- **YOUR OBJECTIVE**
If a line in the listing below includes the word "only", pick it out.

- **DATA RECORDS**

//! Token Revocation
//!
//! RFC 7009. A single form POST hands a token back to the authorization
//! server. Success carries no body contract; failure is the standard
//! error-shaped JSON.

use std::fmt;

use serde::{Deserialize, Serialize};
use tracing::trace;
use url::Url;

use crate::ext::TokenRevocationRequestExtension;
use crate::http::HttpRequest;
use crate::optional::Optional;
use crate::params::ParameterCollection;

/// A hint for the type of the token submitted for revocation.
#[derive(Clone, Copy, Debug, PartialEq, Eq, Serialize, Deserialize)]
#[serde(rename_all = "snake_case")]
pub enum TokenTypeHint {
    AccessToken,
    RefreshToken,
}

impl TokenTypeHint {
    pub fn as_str(&self) -> &'static str {
        match self {
            Self::AccessToken => "access_token",
            Self::RefreshToken => "refresh_token",
        }
    }
}

impl fmt::Display for TokenTypeHint {
    fn fmt(&self, f: &mut fmt::Formatter<'_>) -> fmt::Result {
        f.write_str(self.as_str())
    }
}

/// A revocation request, encoded as a form POST to the revocation endpoint.
#[derive(Debug, Default)]
pub struct TokenRevocationRequest {
    /// The token to revoke.
    pub token: String,
    /// A hint for the type of the submitted token.
    pub token_type_hint: Optional<TokenTypeHint>,
    /// Extensions contributing additional parameters, applied in order.
    pub extensions: Vec<Box<dyn TokenRevocationRequestExtension>>,
}

impl TokenRevocationRequest {
    /// Create a request for the given token.
    pub fn new(token: impl Into<String>) -> Self {
        Self {
            token: token.into(),
            ..Self::default()
        }
    }

    /// Build the HTTP request for the given revocation endpoint.
    pub fn to_request(&self, revocation_endpoint: &Url) -> HttpRequest {
        let mut params = ParameterCollection::new();
        params.push("token", self.token.as_str());
        params.push_optional("token_type_hint", &self.token_type_hint);

        for extension in &self.extensions {
            extension.add_parameters(&mut params);
        }

        trace!(endpoint = %revocation_endpoint, "built revocation request");
        HttpRequest::post_form(revocation_endpoint.clone(), params.to_form_body())
    }
}

/// The error-shaped JSON returned when revocation fails.
#[derive(Clone, Debug, PartialEq, Serialize, Deserialize)]
pub struct TokenRevocationErrorResponse {
    /// The error code.
    pub error: String,
    /// The human-readable error description.
    #[serde(default, skip_serializing_if = "Optional::is_absent")]
    pub error_description: Optional<String>,
    /// The URI at which more detailed error information is available.
    #[serde(default, skip_serializing_if = "Optional::is_absent")]
    pub error_uri: Optional<String>,
}
//! Authorization Code Grant
//!
//! RFC 6749 Section 4.1. The client redirects the user agent to the
//! authorization endpoint, receives a code back in the redirect URI's query
//! string, and exchanges the code for tokens at the token endpoint. The
//! token endpoint answers with `crate::token::RefreshAccessTokenResponse`
//! or `crate::token::AccessTokenErrorResponse`.

use tracing::trace;
use url::Url;

use crate::error::ParseResult;
use crate::ext::{AccessTokenRequestExtension, AuthorizationRequestExtension};
use crate::fields::{parse_uri_reference, query_parameters, require};
use crate::http::HttpRequest;
use crate::optional::Optional;
use crate::params::ParameterCollection;

/// The fixed response type for this grant.
pub const RESPONSE_TYPE: &str = "code";

/// The fixed grant type for the code exchange.
pub const GRANT_TYPE: &str = "authorization_code";

/// An authorization request, encoded onto the authorization endpoint as a
/// GET with query parameters.
#[derive(Debug, Default)]
pub struct AuthorizationRequest {
    /// The identifier of the client.
    pub client_id: String,
    /// The URI the user agent should be redirected back to.
    pub redirect_uri: Optional<Url>,
    /// The requested scope of the access token.
    pub scope: Optional<Vec<String>>,
    /// An opaque value echoed back in the response.
    pub state: Optional<String>,
    /// Extensions contributing additional parameters, applied in order.
    pub extensions: Vec<Box<dyn AuthorizationRequestExtension>>,
}

impl AuthorizationRequest {
    /// Create a request with only the required client identifier set.
    pub fn new(client_id: impl Into<String>) -> Self {
        Self {
            client_id: client_id.into(),
            ..Self::default()
        }
    }

    /// Build the HTTP request for the given authorization endpoint. Query
    /// parameters already present on the endpoint are retained.
    pub fn to_request(&self, authorization_endpoint: &Url) -> HttpRequest {
        let mut params = ParameterCollection::from_url_query(authorization_endpoint);
        params.push("response_type", RESPONSE_TYPE);
        params.push("client_id", self.client_id.as_str());
        params.push_optional("redirect_uri", &self.redirect_uri);
        params.push_optional_list("scope", &self.scope);
        params.push_optional("state", &self.state);

        for extension in &self.extensions {
            extension.add_parameters(&mut params);
        }

        let mut url = authorization_endpoint.clone();
        url.set_query(Some(&params.to_query_string()));

        trace!(endpoint = %authorization_endpoint, "built authorization request");
        HttpRequest::get(url)
    }
}

/// A successful authorization response, decoded from the redirect URI's
/// query string.
#[derive(Clone, Debug, PartialEq, Eq)]
pub struct AuthorizationResponse {
    /// The authorization code issued by the authorization server.
    pub code: String,
    /// The opaque state echoed from the original request.
    pub state: Optional<String>,
}

impl AuthorizationResponse {
    /// Decode a response from the URI the user agent was redirected to.
    pub fn from_redirect_uri(location: &Url) -> ParseResult<Self> {
        let parameters = query_parameters(location);
        let code = require(&parameters, "code")?.to_string();
        let state = crate::fields::find(&parameters, "state")
            .map(String::from)
            .into();

        trace!("decoded authorization response");
        Ok(Self { code, state })
    }
}

/// A protocol-level authorization error, decoded from the redirect URI's
/// query string.
#[derive(Clone, Debug, PartialEq, Eq)]
pub struct AuthorizationErrorResponse {
    /// The error code.
    pub error: String,
    /// The human-readable error description.
    pub error_description: Optional<String>,
    /// The URI at which more detailed error information is available.
    pub error_uri: Optional<Url>,
    /// The opaque state echoed from the original request.
    pub state: Optional<String>,
}

impl AuthorizationErrorResponse {
    /// Decode an error response from the URI the user agent was redirected
    /// to. A malformed `error_uri` fails the whole decode.
    pub fn from_redirect_uri(location: &Url) -> ParseResult<Self> {
        let parameters = query_parameters(location);
        let error = require(&parameters, "error")?.to_string();

        let error_description = crate::fields::find(&parameters, "error_description")
            .map(String::from)
            .into();

        let error_uri = match crate::fields::find(&parameters, "error_uri") {
            Some(raw) => Optional::Present(parse_uri_reference("error_uri", raw, location)?),
            None => Optional::Absent,
        };

        let state = crate::fields::find(&parameters, "state")
            .map(String::from)
            .into();

        Ok(Self {
            error,
            error_description,
            error_uri,
            state,
        })
    }
}

/// A code-for-token exchange request, encoded as a form POST to the token
/// endpoint.
#[derive(Debug, Default)]
pub struct AccessTokenRequest {
    /// The authorization code received from the authorization server.
    pub code: String,
    /// The redirect URI used in the original authorization request.
    pub redirect_uri: Optional<Url>,
    /// The identifier of the client making the request.
    pub client_id: Optional<String>,
    /// Extensions contributing additional parameters, applied in order.
    pub extensions: Vec<Box<dyn AccessTokenRequestExtension>>,
}

impl AccessTokenRequest {
    /// Create a request with only the required authorization code set.
    pub fn new(code: impl Into<String>) -> Self {
        Self {
            code: code.into(),
            ..Self::default()
        }
    }

    /// Build the HTTP request for the given token endpoint. The endpoint URL
    /// is used as-is; all parameters travel in the form body.
    pub fn to_request(&self, token_endpoint: &Url) -> HttpRequest {
        let mut params = ParameterCollection::new();
        params.push("grant_type", GRANT_TYPE);
        params.push("code", self.code.as_str());
        params.push_optional("redirect_uri", &self.redirect_uri);
        params.push_optional("client_id", &self.client_id);

        for extension in &self.extensions {
            extension.add_parameters(&mut params);
        }

        trace!(endpoint = %token_endpoint, "built access token request");
        HttpRequest::post_form(token_endpoint.clone(), params.to_form_body())
    }
}
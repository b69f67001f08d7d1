//! Grant Flows
//!
//! One module per standardized grant, each owning its request encoders and,
//! for the user-agent-routed grants, its redirect-URI response decoders.
//! Token-endpoint JSON responses are shared across grants and live in
//! `crate::token`.

pub mod authorization_code;
pub mod client_credentials;
pub mod implicit;
pub mod password;
pub mod refresh;
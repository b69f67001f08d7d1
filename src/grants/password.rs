//! Resource Owner Password Credentials Grant
//!
//! RFC 6749 Section 4.3. The client exchanges the resource owner's
//! credentials for a token directly. The token endpoint answers with
//! `crate::token::RefreshAccessTokenResponse` or
//! `crate::token::AccessTokenErrorResponse`.

use std::fmt;

use tracing::trace;
use url::Url;

use crate::ext::AccessTokenRequestExtension;
use crate::http::HttpRequest;
use crate::optional::Optional;
use crate::params::ParameterCollection;

/// The fixed grant type.
pub const GRANT_TYPE: &str = "password";

/// An access token request, encoded as a form POST to the token endpoint.
#[derive(Default)]
pub struct AccessTokenRequest {
    /// The username of the resource owner.
    pub username: String,
    /// The password of the resource owner.
    pub password: String,
    /// The requested scope of the access token.
    pub scope: Optional<Vec<String>>,
    /// Extensions contributing additional parameters, applied in order.
    pub extensions: Vec<Box<dyn AccessTokenRequestExtension>>,
}

impl AccessTokenRequest {
    /// Create a request for the given resource owner credentials.
    pub fn new(username: impl Into<String>, password: impl Into<String>) -> Self {
        Self {
            username: username.into(),
            password: password.into(),
            ..Self::default()
        }
    }

    /// Build the HTTP request for the given token endpoint.
    pub fn to_request(&self, token_endpoint: &Url) -> HttpRequest {
        let mut params = ParameterCollection::new();
        params.push("grant_type", GRANT_TYPE);
        params.push("username", self.username.as_str());
        params.push("password", self.password.as_str());
        params.push_optional_list("scope", &self.scope);

        for extension in &self.extensions {
            extension.add_parameters(&mut params);
        }

        trace!(endpoint = %token_endpoint, "built access token request");
        HttpRequest::post_form(token_endpoint.clone(), params.to_form_body())
    }
}

impl fmt::Debug for AccessTokenRequest {
    fn fmt(&self, f: &mut fmt::Formatter<'_>) -> fmt::Result {
        f.debug_struct("AccessTokenRequest")
            .field("username", &self.username)
            .field("password", &"[REDACTED]")
            .field("scope", &self.scope)
            .field("extensions", &self.extensions)
            .finish()
    }
}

- **OUTPUT OF THE TASK**
    /// Create a request with only the required client identifier set.
    /// Create a request with only the required authorization code set.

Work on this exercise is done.